Carotid surgery for silent stenosis cuts long-term stroke risk
For patients younger than age 75 with asymptomatic carotid stenosis, successful carotid endarterectomy (CEA) reduces the risk of stroke over the next 10 years by about 46%, with about half of this reduction in disabling or fatal strokes, suggest the Asymptomatic Carotid Surgery Trial-1(ACST-1) results published September 25, 2010 in the Lancet.
However, the perioperative risk of stroke or death is about 3%, note Dr Allison Halliday (John Radcliffe Hospital, Oxford, UK) and colleagues. They conclude that "for otherwise-healthy men and women younger than 75 years . . . the results from this trial suggest net benefit from CEA, as long as perioperative risks remain low."

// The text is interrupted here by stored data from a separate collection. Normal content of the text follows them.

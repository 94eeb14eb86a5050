//! Identifier types for tracker entities.
//!
//! Identifiers are opaque UUID wrappers. They are minted by the entity store
//! when a record is inserted; the domain only wraps and compares them.

use serde::{Deserialize, Serialize};
use std::fmt;
use uuid::Uuid;

macro_rules! entity_id {
    ($(#[$meta:meta])* $name:ident) => {
        $(#[$meta])*
        #[derive(Debug, Clone, Copy, PartialEq, Eq, Hash, PartialOrd, Ord, Serialize, Deserialize)]
        #[serde(transparent)]
        pub struct $name(Uuid);

        impl $name {
            /// Wraps an existing UUID.
            #[must_use]
            pub const fn from_uuid(uuid: Uuid) -> Self {
                Self(uuid)
            }

            /// Returns the wrapped UUID.
            #[must_use]
            pub const fn into_inner(self) -> Uuid {
                self.0
            }
        }

        impl AsRef<Uuid> for $name {
            fn as_ref(&self) -> &Uuid {
                &self.0
            }
        }

        impl From<Uuid> for $name {
            fn from(uuid: Uuid) -> Self {
                Self(uuid)
            }
        }

        impl fmt::Display for $name {
            fn fmt(&self, f: &mut fmt::Formatter<'_>) -> fmt::Result {
                write!(f, "{}", self.0)
            }
        }
    };
}

entity_id!(
    /// Unique identifier of a project.
    ProjectId
);
entity_id!(
    /// Unique identifier of an epic.
    EpicId
);
entity_id!(
    /// Unique identifier of a story.
    StoryId
);
entity_id!(
    /// Unique identifier of a sprint.
    SprintId
);
entity_id!(
    /// Unique identifier of a comment.
    CommentId
);
entity_id!(
    /// Unique identifier of a project document.
    DocumentId
);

In a statement on the study, Halliday notes that this trial took more than a decade to complete, "because we wanted to know about the long-term effects of surgery. The finding that successful carotid artery surgery can substantially reduce the stroke risk for many years is remarkable, because it means that most of the risk of stroke over the next five years in patients with a narrowed carotid artery is caused by that single carotid lesion."
Reached for outside comment, Dr Martin M Brown (National Hospital for Neurology and Neurosurgery, London, UK) said: "The problem with the conclusions of the trial is that over the long time it has taken to complete the study, medical treatment to prevent stroke in patients with carotid stenosis has improved considerably.

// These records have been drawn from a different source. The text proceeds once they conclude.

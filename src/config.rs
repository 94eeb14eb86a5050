//! Command-line and environment configuration.

use clap::{Parser, Subcommand};
use std::net::SocketAddr;

/// Default listen address of the REST server.
pub const DEFAULT_BIND: &str = "127.0.0.1:8000";

/// Default maximum size of the `PostgreSQL` connection pool.
pub const DEFAULT_POOL_SIZE: u32 = 8;

/// Taskboard process configuration.
///
/// Every option can also be set through its `TASKBOARD_*` environment
/// variable.
#[derive(Debug, Clone, Parser)]
#[command(name = "taskboard", version, about = "Project and sprint tracking backend")]
pub struct Cli {
    /// `PostgreSQL` connection URL. Without it an in-memory store is used.
    #[arg(long, env = "TASKBOARD_DATABASE_URL", global = true)]
    pub database_url: Option<String>,

    /// Maximum number of pooled database connections.
    #[arg(
        long,
        env = "TASKBOARD_DB_POOL_SIZE",
        default_value_t = DEFAULT_POOL_SIZE,
        value_parser = clap::value_parser!(u32).range(1..),
        global = true
    )]
    pub pool_size: u32,

    /// Log filter used when `RUST_LOG` is unset.
    #[arg(long, env = "TASKBOARD_LOG", default_value = "info", global = true)]
    pub log: String,

    /// Interface to run.
    #[command(subcommand)]
    pub command: Command,
}

/// Interface served by the process.
#[derive(Debug, Clone, Subcommand)]
pub enum Command {
    /// Serve the REST API.
    Serve {
        /// Socket address to listen on.
        #[arg(long, env = "TASKBOARD_BIND", default_value = DEFAULT_BIND)]
        bind: SocketAddr,
    },
    /// Serve line-delimited JSON tool calls on stdin and stdout.
    Tools {
        /// Print the tool catalogue as JSON and exit.
        #[arg(long)]
        list_tools: bool,
    },
}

"There is considerable evidence," he said, "that modern medical treatment approximately halves the risk of stroke associated with carotid stenosis."
Halliday and colleagues do point out in their article that the "net benefit [of CEA] in future patients will depend on their risks from unoperated carotid lesions (which will be reduced by medication), on future surgical risks (which might differ from those in trials), and on whether life expectancy exceeds 10 years."